In the age of religion, science was viewed as heresy, if ever its discoveries or theories conflicted with scripture. In the age of science, religion is irrelevant. Or so it seems.
In a recent Huffington Post article, “Stephen Hawking: Big Bang Didn’t Need God,” Hawking asks, “Why are we here?”
To me, this question is a deeply spiritual question. Religious? I suppose it could be construed that way. Had Hawking asked how or when or in what manner we are here, then his question would not pack the spiritual punch that it does. WHY implies purpose. For what purpose do we exist? This question moves beyond the realm of repeatable experiments, sensory observations, data analysis, and the like.
The article doesn’t indicate that Hawking spent much time on attempting to answer WHY. He does, however, ask, “What was God doing before the divine creation? Was he preparing hell for people who asked such questions?”
Great question, Hawking. Too bad so many people look to religion to find an answer. One of the main points of contention I see between science and religion, is that religion, particularly Christianity, allows the Bible to be more influential in the understanding of Who God is and what God does than the actual Word of God. Let me explain, borrowing the words of Ian Barbour (in context below):

Religion and Science: Historical and Contemporary Issues (Ian G. Barbour)
The Bible – A witness or record of redemptive events in which God is revealed
The Word of God – God’s love and forgiveness, mediated to us in Jesus Christ, confirmed in us by the Holy Spirit
Do you see the difference? God’s heart is not leather-bound ink and paper. When people try to limit the majesty and wonder of creation to the book, they lose sight of the wonder and majesty of creation. Likewise, when people try to limit their understanding of WHY creation exists to science, they lose not only the answer to the question, but the question itself.
Regarding origins, Hawking ditches earlier theories that have since proven to be impossible and proposes that “time began at the moment of singularity, and this has likely occurred only once” and “multiple universes are created out of nothing.” This sounds remarkably like the Bible.
In his blog, JOHN MACARTHUR: EVERYTHING EVOLUTION CAN’T EXPLAIN IN GENESIS 1:1, MacArthur writes,
Herbert Spencer, a non-Christian scientist, hailed as one worthy of many prizes in science, died in 1903. His greatest achievement, Herbert Spencer, was that he discovered the categories of the knowable. That is to say he determined that everything that exists fits into one of five categories. This was hailed as a massive, massive cataloging of realities. Spencer said, “Everything fits into one of these categories, time, force, action, space, matter,” and was hailed by the scientific community.

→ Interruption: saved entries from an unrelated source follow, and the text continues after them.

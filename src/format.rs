//! Renders a [`ResponseRecord`] as a single text block

use crate::constants::{JSON_CONTENT_TYPE, PROTOCOL_MARKER};
use crate::models::ResponseRecord;

/// Status line, one `Name: Value` line per header, a blank line, then the body.
///
/// JSON bodies (by `Content-Type`) are re-indented with two spaces; anything
/// else, including JSON that fails to parse, is passed through untouched.
pub fn format_response(response: &ResponseRecord) -> String {
    let mut lines = Vec::with_capacity(response.headers.len() + 3);

    lines.push(format!(
        "{} {} {}",
        PROTOCOL_MARKER, response.status_code, response.reason
    ));

    for header in &response.headers {
        lines.push(format!("{}: {}", header.key, header.value));
    }

    lines.push(String::new());
    lines.push(format_body(response));

    lines.join("\n")
}

fn format_body(response: &ResponseRecord) -> String {
    let is_json = response
        .content_type()
        .is_some_and(|ct| ct.starts_with(JSON_CONTENT_TYPE));

    if is_json {
        if let Ok(json) = serde_json::from_str::<serde_json::Value>(&response.body) {
            if let Ok(pretty) = serde_json::to_string_pretty(&json) {
                return pretty;
            }
        }
    }
    response.body.clone()
}
//! Turns raw command-line inputs into a dispatchable [`Request`]

use crate::cli::Cli;
use crate::constants::{CONTENT_TYPE, JSON_CONTENT_TYPE};
use crate::error::CliError;
use crate::models::{HeaderSet, HttpMethod, Request, RequestBody};

/// Result of parsing `-H` arguments
#[derive(Debug, Default)]
pub struct ParsedHeaders {
    pub headers: HeaderSet,
    /// Entries without a colon, in input order
    pub skipped: Vec<String>,
}

/// Parse `"Key: Value"` strings into a [`HeaderSet`].
///
/// Splits on the first colon and trims both sides. Entries without a colon
/// are reported in `skipped` and never fail the parse.
pub fn parse_headers<S: AsRef<str>>(entries: &[S]) -> ParsedHeaders {
    let mut parsed = ParsedHeaders::default();

    for entry in entries {
        let entry = entry.as_ref();
        match entry.split_once(':') {
            Some((key, value)) => parsed.headers.insert(key.trim(), value.trim()),
            None => {
                tracing::warn!(header = %entry, "Skipping header without colon");
                parsed.skipped.push(entry.to_string());
            }
        }
    }

    parsed
}

/// Attempt to read `input` as JSON
fn sniff_json(input: &str) -> Result<serde_json::Value, serde_json::Error> {
    serde_json::from_str(input)
}

/// Choose the body from `--json` and `--data` and apply the JSON
/// `Content-Type` default to `headers`.
///
/// `--json` wins when both are present. Empty strings count as absent.
pub fn resolve_body(
    json: Option<&str>,
    data: Option<&str>,
    mut headers: HeaderSet,
) -> Result<(HeaderSet, RequestBody), CliError> {
    let json = json.filter(|s| !s.is_empty());
    let data = data.filter(|s| !s.is_empty());

    let body = if let Some(input) = json {
        match sniff_json(input) {
            Ok(value) => RequestBody::Json(value),
            Err(source) => {
                return Err(CliError::InvalidJson {
                    input: input.to_string(),
                    source,
                })
            }
        }
    } else if let Some(input) = data {
        match sniff_json(input) {
            Ok(value) => RequestBody::Json(value),
            Err(_) => RequestBody::Raw(input.to_string()),
        }
    } else {
        RequestBody::None
    };

    if matches!(body, RequestBody::Json(_)) && !headers.contains_ignore_case(CONTENT_TYPE) {
        headers.insert(CONTENT_TYPE, JSON_CONTENT_TYPE);
    }

    tracing::debug!(body = body.kind(), "Resolved request body");
    Ok((headers, body))
}

/// Build the immutable [`Request`] for one invocation
pub fn build(
    method: HttpMethod,
    url: &str,
    headers: HeaderSet,
    json: Option<&str>,
    data: Option<&str>,
) -> Result<Request, CliError> {
    let (headers, body) = resolve_body(json, data, headers)?;
    Ok(Request {
        method,
        url: url.to_string(),
        headers,
        body,
    })
}

impl Request {
    /// Resolve a request from parsed arguments, returning the skipped headers
    /// alongside so the caller can warn about them.
    pub fn from_cli(cli: &Cli) -> Result<(Request, Vec<String>), CliError> {
        let ParsedHeaders { headers, skipped } = parse_headers(&cli.headers);
        let request = build(
            cli.method,
            &cli.url,
            headers,
            cli.json.as_deref(),
            cli.data.as_deref(),
        )?;
        Ok((request, skipped))
    }
}

#[cfg(test)]
mod tests {
    use super::*;
    use serde_json::json;

    #[test]
    fn test_parse_headers_trims_and_splits_on_first_colon() {
        let parsed = parse_headers(&["  Authorization :  Bearer abc  ", "Link: http://x:80/"]);

        assert_eq!(parsed.headers.get("Authorization"), Some("Bearer abc"));
        assert_eq!(parsed.headers.get("Link"), Some("http://x:80/"));
        assert!(parsed.skipped.is_empty());
    }

    #[test]
    fn test_parse_headers_skips_entries_without_colon() {
        let parsed = parse_headers(&["NoColonHere", "Accept: */*"]);

        assert_eq!(parsed.headers.len(), 1);
        assert_eq!(parsed.skipped, vec!["NoColonHere"]);
    }

    #[test]
    fn test_parse_headers_last_write_wins() {
        let parsed = parse_headers(&["X-A: 1", "X-A: 2"]);
        assert_eq!(parsed.headers.get("X-A"), Some("2"));
    }

    #[test]
    fn test_parse_headers_allows_empty_value() {
        let parsed = parse_headers(&["X-Empty:"]);
        assert_eq!(parsed.headers.get("X-Empty"), Some(""));
    }

    #[test]
    fn test_json_flag_sets_content_type() {
        let (headers, body) = resolve_body(Some(r#"{"a":1}"#), None, HeaderSet::new()).unwrap();

        assert_eq!(body, RequestBody::Json(json!({"a": 1})));
        assert_eq!(headers.get("Content-Type"), Some("application/json"));
    }

    #[test]
    fn test_json_flag_keeps_existing_content_type() {
        let mut headers = HeaderSet::new();
        headers.insert("content-type", "application/vnd.api+json");

        let (headers, _) = resolve_body(Some("[1,2]"), None, headers).unwrap();

        assert_eq!(headers.len(), 1);
        assert_eq!(headers.get("content-type"), Some("application/vnd.api+json"));
    }

    #[test]
    fn test_invalid_json_flag_is_fatal() {
        let err = resolve_body(Some("not json"), None, HeaderSet::new()).unwrap_err();
        match err {
            CliError::InvalidJson { input, .. } => assert_eq!(input, "not json"),
            other => panic!("unexpected error: {other}"),
        }
    }

    #[test]
    fn test_data_is_sniffed_as_json() {
        let from_json = resolve_body(Some(r#"{"a":1}"#), None, HeaderSet::new()).unwrap();
        let from_data = resolve_body(None, Some(r#"{"a":1}"#), HeaderSet::new()).unwrap();
        assert_eq!(from_json, from_data);
    }

    #[test]
    fn test_sniffed_data_keeps_key_order() {
        let (_, body) = resolve_body(None, Some(r#"{"b":1,"a":2}"#), HeaderSet::new()).unwrap();
        let RequestBody::Json(value) = body else {
            panic!("expected a JSON body");
        };
        assert_eq!(serde_json::to_string(&value).unwrap(), r#"{"b":1,"a":2}"#);
    }

    #[test]
    fn test_plain_data_is_raw_without_content_type() {
        let (headers, body) = resolve_body(None, Some("plain text"), HeaderSet::new()).unwrap();

        assert_eq!(body, RequestBody::Raw("plain text".into()));
        assert!(headers.is_empty());
    }

    #[test]
    fn test_json_takes_precedence_over_data() {
        let (_, body) = resolve_body(Some("true"), Some("ignored"), HeaderSet::new()).unwrap();
        assert_eq!(body, RequestBody::Json(json!(true)));
    }

    #[test]
    fn test_empty_inputs_are_absent() {
        let (headers, body) = resolve_body(Some(""), Some(""), HeaderSet::new()).unwrap();
        assert_eq!(body, RequestBody::None);
        assert!(headers.is_empty());

        let (_, body) = resolve_body(Some(""), Some("raw"), HeaderSet::new()).unwrap();
        assert_eq!(body, RequestBody::Raw("raw".into()));
    }

    #[test]
    fn test_from_cli_collects_skipped_headers() {
        use clap::Parser;

        let cli = Cli::try_parse_from([
            "restdump",
            "-m",
            "PUT",
            "-H",
            "broken",
            "-j",
            r#"{"k":"v"}"#,
            "http://localhost/items/1",
        ])
        .unwrap();

        let (request, skipped) = Request::from_cli(&cli).unwrap();
        assert_eq!(request.method, HttpMethod::PUT);
        assert_eq!(request.url, "http://localhost/items/1");
        assert_eq!(request.body, RequestBody::Json(json!({"k": "v"})));
        assert_eq!(skipped, vec!["broken"]);
    }
}
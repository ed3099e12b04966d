//! App layer - the single request pipeline
//!
//! parse headers -> resolve body -> (verbose dump) -> dispatch -> format -> emit

use std::io::Write;

use crate::cli::Cli;
use crate::error::CliError;
use crate::format::format_response;
use crate::models::Request;
use crate::network::Dispatch;
use crate::output::{emit, write_request_summary};

/// Run one invocation.
///
/// Normal output goes to `out`, warnings to `err`. Nothing reaches the
/// dispatcher unless the request resolves cleanly.
pub async fn run<D: Dispatch>(
    cli: &Cli,
    dispatcher: &D,
    out: &mut impl Write,
    err: &mut impl Write,
) -> Result<(), CliError> {
    let (request, skipped) = Request::from_cli(cli)?;

    for header in &skipped {
        writeln!(
            err,
            "Warning: Invalid header format '{}'. Expected 'Key: Value'. Skipping.",
            header
        )
        .map_err(anyhow::Error::from)?;
    }

    if cli.verbose {
        write_request_summary(out, &request)?;
    }

    let response = dispatcher.dispatch(&request).await?;
    let formatted = format_response(&response);

    emit(out, &formatted, cli.output.as_deref())?;
    Ok(())
}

Genesis 1:1, “In the beginning,” that’s time, “God,” that’s force, “created,” that’s action, “the heavens,” that’s space, “the earth,” that’s matter. Everything that Herbert Spencer discovered in 1903, or before that, was in the first verse of Scripture.

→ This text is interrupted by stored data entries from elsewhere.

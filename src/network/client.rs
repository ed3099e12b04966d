//! HTTP client wrapper - executes a resolved request and captures the response

use crate::constants::{APP_NAME, APP_VERSION};
use crate::error::CliError;
use crate::models::{Header, HttpMethod, Request, RequestBody, ResponseRecord};

/// Something that can perform one HTTP request
#[allow(async_fn_in_trait)]
pub trait Dispatch {
    async fn dispatch(&self, request: &Request) -> Result<ResponseRecord, CliError>;
}

/// [`Dispatch`] backed by a `reqwest::Client`
#[derive(Clone, Debug)]
pub struct ReqwestDispatcher {
    client: reqwest::Client,
}

impl ReqwestDispatcher {
    pub fn new() -> Result<Self, CliError> {
        Ok(ReqwestDispatcher {
            client: create_client()?,
        })
    }

    pub fn with_client(client: reqwest::Client) -> Self {
        ReqwestDispatcher { client }
    }
}

impl Dispatch for ReqwestDispatcher {
    async fn dispatch(&self, request: &Request) -> Result<ResponseRecord, CliError> {
        tracing::info!(url = %request.url, method = ?request.method, "Executing request");
        let req_builder = build_request(&self.client, request)?;
        let resp = req_builder.send().await?;
        let record = read_response(resp).await?;
        tracing::info!(status = record.status_code, "Request completed");
        Ok(record)
    }
}

/// Build a request from the given parameters
fn build_request(
    client: &reqwest::Client,
    request: &Request,
) -> Result<reqwest::RequestBuilder, CliError> {
    let url = request.url.as_str();
    let mut req_builder = match request.method {
        HttpMethod::GET => client.get(url),
        HttpMethod::POST => client.post(url),
        HttpMethod::PUT => client.put(url),
        HttpMethod::DELETE => client.delete(url),
        HttpMethod::PATCH => client.patch(url),
    };

    for header in request.headers.iter() {
        req_builder = req_builder.header(&header.key, &header.value);
    }

    req_builder = match &request.body {
        RequestBody::None => req_builder,
        RequestBody::Raw(text) => req_builder.body(text.clone()),
        RequestBody::Json(value) => {
            let bytes = serde_json::to_vec(value).map_err(anyhow::Error::from)?;
            req_builder.body(bytes)
        }
    };

    Ok(req_builder)
}

/// Drain a response into a [`ResponseRecord`]
async fn read_response(resp: reqwest::Response) -> Result<ResponseRecord, CliError> {
    let status = resp.status();
    let headers = resp
        .headers()
        .iter()
        .map(|(name, value)| {
            Header::new(
                name.as_str(),
                String::from_utf8_lossy(value.as_bytes()).into_owned(),
            )
        })
        .collect();

    let reason = reason_phrase(&resp);
    let body = resp.text().await?;

    Ok(ResponseRecord {
        status_code: status.as_u16(),
        reason,
        headers,
        body,
    })
}

/// The server's own phrase when it differs from the canonical one, else the
/// canonical phrase (empty for unregistered codes)
fn reason_phrase(resp: &reqwest::Response) -> String {
    match resp.extensions().get::<hyper::ext::ReasonPhrase>() {
        Some(phrase) => String::from_utf8_lossy(phrase.as_bytes()).into_owned(),
        None => resp
            .status()
            .canonical_reason()
            .unwrap_or_default()
            .to_string(),
    }
}

/// Create an HTTP client with default configuration
pub fn create_client() -> Result<reqwest::Client, CliError> {
    let client = reqwest::Client::builder()
        .user_agent(format!("{}/{}", APP_NAME, APP_VERSION))
        .build()?;
    Ok(client)
}
//! # restdump
//!
//! A small terminal REST client: one request per invocation, printed as a
//! readable HTTP transcript and optionally saved to a file.
//!
//! ## Features
//! - HTTP methods: GET, POST, PUT, PATCH, DELETE
//! - Custom headers (`-H 'Key: Value'`)
//! - JSON bodies (`-j`) and raw bodies that are sent as JSON when they parse (`-d`)
//! - Pretty-printed JSON responses
//! - Response transcript saved with `-o`
//!
//! ## Architecture
//! A linear pipeline:
//! - Request layer - header parsing and body resolution
//! - Network layer (reqwest) - dispatch behind the [`Dispatch`] trait
//! - Output layer - formatting, terminal output and file persistence

pub mod app;
pub mod cli;
pub mod constants;
pub mod error;
pub mod format;
pub mod logging;
pub mod models;
pub mod network;
pub mod output;
pub mod request;

// Re-export commonly used types
pub use cli::Cli;
pub use error::CliError;
pub use format::format_response;
pub use models::{Header, HeaderSet, HttpMethod, Request, RequestBody, ResponseRecord};
pub use network::{Dispatch, ReqwestDispatcher};
pub use request::{parse_headers, resolve_body};
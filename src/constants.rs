//! Application constants
//!
//! Centralized location for magic strings and formatting defaults.

/// Protocol marker printed at the start of every status line
pub const PROTOCOL_MARKER: &str = "HTTP/1.1";

/// Media type injected for JSON request bodies
pub const JSON_CONTENT_TYPE: &str = "application/json";

/// Header name used for the JSON default
pub const CONTENT_TYPE: &str = "Content-Type";

/// Width of the separator printed after the verbose request dump
pub const SEPARATOR_WIDTH: usize = 40;

/// Application name
pub const APP_NAME: &str = "restdump";

/// Application version
pub const APP_VERSION: &str = env!("CARGO_PKG_VERSION");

Unfortunately, MacArthur mixes really cool observations like this, that have the potential to reveal how interdependent scientific and spiritual concepts really are, with other ridiculous nonsense like the following:
If we want to understand creation, if we want to understand origins, if we want to understand how the universe came into existence and everything that is in it, we have to look at theology, not science. And the source of theology is the Word of God in which God speaks. The Bible is not theory, the Bible is fact. The Bible is reality. The Bible is truth no matter what subject it addresses, but particularly with regard to origins since no one was here when God created, we have only His eyewitness account.

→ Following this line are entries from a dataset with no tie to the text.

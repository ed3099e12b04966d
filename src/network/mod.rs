//! Network layer - HTTP request execution
//!
//! The dispatcher takes a resolved request and hands back the raw response.

pub mod client;

pub use client::{create_client, Dispatch, ReqwestDispatcher};
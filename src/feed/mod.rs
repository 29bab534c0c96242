// Market-data feed plumbing: wire decoding, feed sources, and the ingest task
pub mod ingest;
pub mod message;
pub mod replay;
pub mod synthetic;

pub use ingest::{run_ingest, tick_channel, IngestStats};
pub use message::decode_frame;
pub use replay::{replay_frames, spawn_frame_reader, ReplayFeed, ReplayStats};
pub use synthetic::{SessionScenario, SyntheticFeed, SyntheticTickGenerator};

Theology literally means “study of God.” Although scripture surely is included as “a” source of the “study of God,” it definitely is not “the” source. Yes, God is revealed in scripture. But so is genocide and slavery and a lot of other bizarre, unholy, disgusting, UNGODLY God-stuff. The source of the “study of God” is the Word of God, that is, God’s love and forgiveness, mediated to us in Jesus Christ, confirmed in us by the Holy Spirit.
Do you see how MacArthur interchanges “the Word of God” and “the Bible”? I’ve done the same thing myself. But I’m making a conscious effort these days to differentiate between the two, because Christianity as a religion has exalted a book and their interpretation of it over Jesus Christ, Himself.
We must be able to understand the difference between:
A. The inspired truth in the book – the spirit of the law
B. The book itself – the word of the law
One way to make progress in this understanding is to stop labeling the two concepts with interchangeable names. The spirit of the law is demonstrated to us in Jesus Christ. The letter of the law is demonstrated to us by the words on the page. The former trumps the latter, as is evidenced in the parable Jesus told about the Good Samaritan, which Jesus tells when an expert in the law tries to lead Jesus into a verbal trap – to openly contradict the law of Moses and justify the hostility of the all the other law-worshipping religious experts. In this parable, the law-breaker, the guy who does not subscribe to a strict, wooden, literal interpretation of the words on the page, is the hero. But is he really a law-breaker? I guess how you answer this depends on whether you interpret the Bible as MacArthur does or as Jesus does.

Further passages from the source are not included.